A theoretical and computational analysis of full strong-branching
- Santanu S. Dey ,
- Yatharth Dubey ,
- Marco Molinaro ,
- Prachi Shah
Math Programming | , Vol 205: pp. 303-336
Full strong-branching (henceforth referred to as strong-branching) is a well-known variable
selection rule that is known experimentally to produce signi cantly smaller branch-and-bound
trees in comparison to all other known variable selection rules. In this paper, we attempt
an analysis of the performance of the strong-branching rule both from a theoretical and a
computational perspective. On the positive side for strong-branching we identify vertex cover as
a class of instances where this rule provably works well. In particular, for vertex cover we present
an upper bound on the size of the branch-and-bound tree using strong-branching as a function
of the additive integrality gap, show how the Nemhauser-Trotter property of persistency which
can be used as a pre-solve technique for vertex cover is being recursively and consistently used
through-out the strong-branching based branch-and-bound tree, and finally provide an example
of a vertex cover instance where not using strong-branching leads to a tree that has at least
exponentially more nodes than the branch-and-bound tree based on strong-branching.
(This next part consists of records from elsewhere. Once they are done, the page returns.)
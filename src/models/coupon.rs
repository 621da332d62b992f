use crate::entities::{DiscountType, coupon_entity};
use chrono::{DateTime, NaiveDate, Utc};
use rust_decimal::Decimal;
use serde::{Deserialize, Serialize};
use utoipa::{IntoParams, ToSchema};
use uuid::Uuid;

#[derive(Debug, Serialize, Deserialize, ToSchema)]
pub struct CouponResponse {
    pub id: Uuid,
    pub code: String,
    pub discount_type: DiscountType,
    pub discount_value: Decimal,
    pub min_nights: i32,
    pub max_uses: Option<i32>,
    pub uses_count: i32,
    pub valid_from: Option<NaiveDate>,
    pub valid_until: Option<NaiveDate>,
    pub is_active: bool,
    pub description_it: Option<String>,
    pub description_en: Option<String>,
    pub created_at: DateTime<Utc>,
}

impl From<coupon_entity::Model> for CouponResponse {
    fn from(c: coupon_entity::Model) -> Self {
        Self {
            id: c.id,
            code: c.code,
            discount_type: c.discount_type,
            discount_value: c.discount_value,
            min_nights: c.min_nights,
            max_uses: c.max_uses,
            uses_count: c.uses_count,
            valid_from: c.valid_from,
            valid_until: c.valid_until,
            is_active: c.is_active,
            description_it: c.description_it,
            description_en: c.description_en,
            created_at: c.created_at,
        }
    }
}

#[derive(Debug, Serialize, Deserialize, ToSchema)]
pub struct CreateCouponRequest {
    pub code: String,
    pub discount_type: DiscountType,
    pub discount_value: Decimal,
    #[serde(default = "default_min_nights")]
    pub min_nights: i32,
    pub max_uses: Option<i32>,
    pub valid_from: Option<NaiveDate>,
    pub valid_until: Option<NaiveDate>,
    #[serde(default = "default_active")]
    pub is_active: bool,
    pub description_it: Option<String>,
    pub description_en: Option<String>,
}

fn default_min_nights() -> i32 {
    1
}

fn default_active() -> bool {
    true
}

/// Partial update. Nullable columns take `Some(None)` to clear them.
#[derive(Debug, Default, Serialize, Deserialize, ToSchema)]
pub struct UpdateCouponRequest {
    pub discount_type: Option<DiscountType>,
    pub discount_value: Option<Decimal>,
    pub min_nights: Option<i32>,
    #[serde(default, with = "double_option")]
    #[schema(value_type = Option<i32>)]
    pub max_uses: Option<Option<i32>>,
    #[serde(default, with = "double_option")]
    #[schema(value_type = Option<NaiveDate>)]
    pub valid_from: Option<Option<NaiveDate>>,
    #[serde(default, with = "double_option")]
    #[schema(value_type = Option<NaiveDate>)]
    pub valid_until: Option<Option<NaiveDate>>,
    pub is_active: Option<bool>,
    pub description_it: Option<String>,
    pub description_en: Option<String>,
}

/// Distinguishes a missing field from an explicit `null`
mod double_option {
    use serde::{Deserialize, Deserializer, Serialize, Serializer};

    pub fn serialize<T: Serialize, S: Serializer>(
        value: &Option<Option<T>>,
        serializer: S,
    ) -> Result<S::Ok, S::Error> {
        match value {
            Some(inner) => inner.serialize(serializer),
            None => serializer.serialize_none(),
        }
    }

    pub fn deserialize<'de, T: Deserialize<'de>, D: Deserializer<'de>>(
        deserializer: D,
    ) -> Result<Option<Option<T>>, D::Error> {
        Option::<T>::deserialize(deserializer).map(Some)
    }
}

#[derive(Debug, Deserialize, IntoParams)]
#[into_params(parameter_in = Query)]
pub struct CouponValidationQuery {
    pub nights: Option<i64>,
}

#[derive(Debug, Serialize, Deserialize, ToSchema)]
pub struct CouponValidationResponse {
    pub valid: bool,
    pub code: String,
    pub discount_type: Option<DiscountType>,
    pub discount_value: Option<Decimal>,
    pub min_nights: Option<i32>,
    pub description_it: Option<String>,
    pub description_en: Option<String>,
    pub message: Option<String>,
}

#[cfg(test)]
mod tests {
    use super::*;

    #[test]
    fn test_update_distinguishes_null_from_missing() {
        let req: UpdateCouponRequest =
            serde_json::from_str(r#"{"max_uses": null, "min_nights": 2}"#).unwrap();
        assert_eq!(req.max_uses, Some(None));
        assert_eq!(req.valid_until, None);
        assert_eq!(req.min_nights, Some(2));
    }

    #[test]
    fn test_unknown_discount_type_is_rejected() {
        let result: Result<CreateCouponRequest, _> = serde_json::from_str(
            r#"{"code": "x", "discount_type": "bogus", "discount_value": 5}"#,
        );
        assert!(result.is_err());
    }
}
On the
negative side for strong-branching, we identify another class of instances where strong-branching
based branch-and-bound tree has exponentially larger tree in comparison to another branch-and
bound tree for solving these instances. On the computational side, we first present a dynamic
programming algorithm to find an optimal branch-and-bound tree for any mixed integer linear
program (MILP) with n binary variables whose running time is poly(data(I))*3^n. Then we
conduct experiments on various types of instances like the lot-sizing problem and its variants,
packing integer programs (IP), covering IPs, chance constrained IPs, vertex cover, etc., to
understand how much larger is the size of the strong-branching based branch-and-bound tree in
comparison to the optimal branch-and-bound tree. The main take-away from these experiments
is that for all these instances, the size of the strong-branching based branch-and-bound tree is
within a factor of two of the size of the optimal branch-and-bound tree.